BRIEF - An identical copy of all the records is what the answer must contain.

====== DATA PROVIDED ======

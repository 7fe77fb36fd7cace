use std::fmt;
use std::str::FromStr;

use fern::colors::{Color, ColoredLevelConfig};
use log::LevelFilter;
use serde::{Deserialize, Serialize};

#[derive(Debug, Clone, Copy, PartialEq, Eq, Default, Serialize, Deserialize)]
#[serde(try_from = "String", into = "String")]
pub enum LogLevel {
    ERROR,
    WARN,
    #[default]
    INFO,
    DEBUG,
    TRACE,
}

impl LogLevel {
    pub fn to_level_filter(self) -> LevelFilter {
        match self {
            LogLevel::ERROR => LevelFilter::Error,
            LogLevel::WARN => LevelFilter::Warn,
            LogLevel::INFO => LevelFilter::Info,
            LogLevel::DEBUG => LevelFilter::Debug,
            LogLevel::TRACE => LevelFilter::Trace,
        }
    }
}

impl FromStr for LogLevel {
    type Err = String;

    fn from_str(s: &str) -> Result<Self, Self::Err> {
        match s.trim().to_ascii_lowercase().as_str() {
            "error" => Ok(LogLevel::ERROR),
            "warn" | "warning" => Ok(LogLevel::WARN),
            "info" => Ok(LogLevel::INFO),
            "debug" => Ok(LogLevel::DEBUG),
            "trace" => Ok(LogLevel::TRACE),
            other => Err(format!("Unknown log level: {}", other)),
        }
    }
}

impl TryFrom<String> for LogLevel {
    type Error = String;

    fn try_from(value: String) -> Result<Self, Self::Error> {
        value.parse()
    }
}

impl From<LogLevel> for String {
    fn from(level: LogLevel) -> Self {
        level.to_string()
    }
}

impl fmt::Display for LogLevel {
    fn fmt(&self, f: &mut fmt::Formatter<'_>) -> fmt::Result {
        let name = match self {
            LogLevel::ERROR => "error",
            LogLevel::WARN => "warn",
            LogLevel::INFO => "info",
            LogLevel::DEBUG => "debug",
            LogLevel::TRACE => "trace",
        };
        f.write_str(name)
    }
}

/// Installs the global logger. Dependency chatter from the HTTP stack is
/// capped at `warn` regardless of the requested level.
pub fn setup_logging(level: LogLevel) -> Result<(), fern::InitError> {
    let colors = ColoredLevelConfig::new()
        .error(Color::Red)
        .warn(Color::Yellow)
        .info(Color::Green)
        .debug(Color::Blue)
        .trace(Color::BrightBlack);

    fern::Dispatch::new()
        .format(move |out, message, record| {
            out.finish(format_args!(
                "{} - {} - {} - {}",
                chrono::Local::now().format("%Y-%m-%d %H:%M:%S"),
                record.target(),
                colors.color(record.level()),
                message
            ))
        })
        .level(level.to_level_filter())
        .level_for("hyper", LevelFilter::Warn)
        .level_for("reqwest", LevelFilter::Warn)
        .level_for("warp", LevelFilter::Warn)
        .chain(std::io::stdout())
        .apply()?;

    Ok(())
}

======

RESPONSE AREA -
repository 7fe77fb36fd7cace
use std::fmt;
use std::str::FromStr;

use fern::colors::{Color, ColoredLevelConfig};
use log::LevelFilter;
use serde::{Deserialize, Serialize};

#[derive(Debug, Clone, Copy, PartialEq, Eq, Default, Serialize, Deserialize)]
#[serde(try_from = "String", into = "String")]
pub enum LogLevel {
    ERROR,
    WARN,
    #[default]
    INFO,
    DEBUG,
    TRACE,
}

impl LogLevel {
    pub fn to_level_filter(self) -> LevelFilter {
        match self {
            LogLevel::ERROR => LevelFilter::Error,
            LogLevel::WARN => LevelFilter::Warn,
            LogLevel::INFO => LevelFilter::Info,
            LogLevel::DEBUG => LevelFilter::Debug,
            LogLevel::TRACE => LevelFilter::Trace,
        }
    }
}

impl FromStr for LogLevel {
    type Err = String;

    fn from_str(s: &str) -> Result<Self, Self::Err> {
        match s.trim().to_ascii_lowercase().as_str() {
            "error" => Ok(LogLevel::ERROR),
            "warn" | "warning" => Ok(LogLevel::WARN),
            "info" => Ok(LogLevel::INFO),
            "debug" => Ok(LogLevel::DEBUG),
            "trace" => Ok(LogLevel::TRACE),
            other => Err(format!("Unknown log level: {}", other)),
        }
    }
}

impl TryFrom<String> for LogLevel {
    type Error = String;

    fn try_from(value: String) -> Result<Self, Self::Error> {
        value.parse()
    }
}

impl From<LogLevel> for String {
    fn from(level: LogLevel) -> Self {
        level.to_string()
    }
}

impl fmt::Display for LogLevel {
    fn fmt(&self, f: &mut fmt::Formatter<'_>) -> fmt::Result {
        let name = match self {
            LogLevel::ERROR => "error",
            LogLevel::WARN => "warn",
            LogLevel::INFO => "info",
            LogLevel::DEBUG => "debug",
            LogLevel::TRACE => "trace",
        };
        f.write_str(name)
    }
}

/// Installs the global logger. Dependency chatter from the HTTP stack is
/// capped at `warn` regardless of the requested level.
pub fn setup_logging(level: LogLevel) -> Result<(), fern::InitError> {
    let colors = ColoredLevelConfig::new()
        .error(Color::Red)
        .warn(Color::Yellow)
        .info(Color::Green)
        .debug(Color::Blue)
        .trace(Color::BrightBlack);

    fern::Dispatch::new()
        .format(move |out, message, record| {
            out.finish(format_args!(
                "{} - {} - {} - {}",
                chrono::Local::now().format("%Y-%m-%d %H:%M:%S"),
                record.target(),
                colors.color(record.level()),
                message
            ))
        })
        .level(level.to_level_filter())
        .level_for("hyper", LevelFilter::Warn)
        .level_for("reqwest", LevelFilter::Warn)
        .level_for("warp", LevelFilter::Warn)
        .chain(std::io::stdout())
        .apply()?;

    Ok(())
}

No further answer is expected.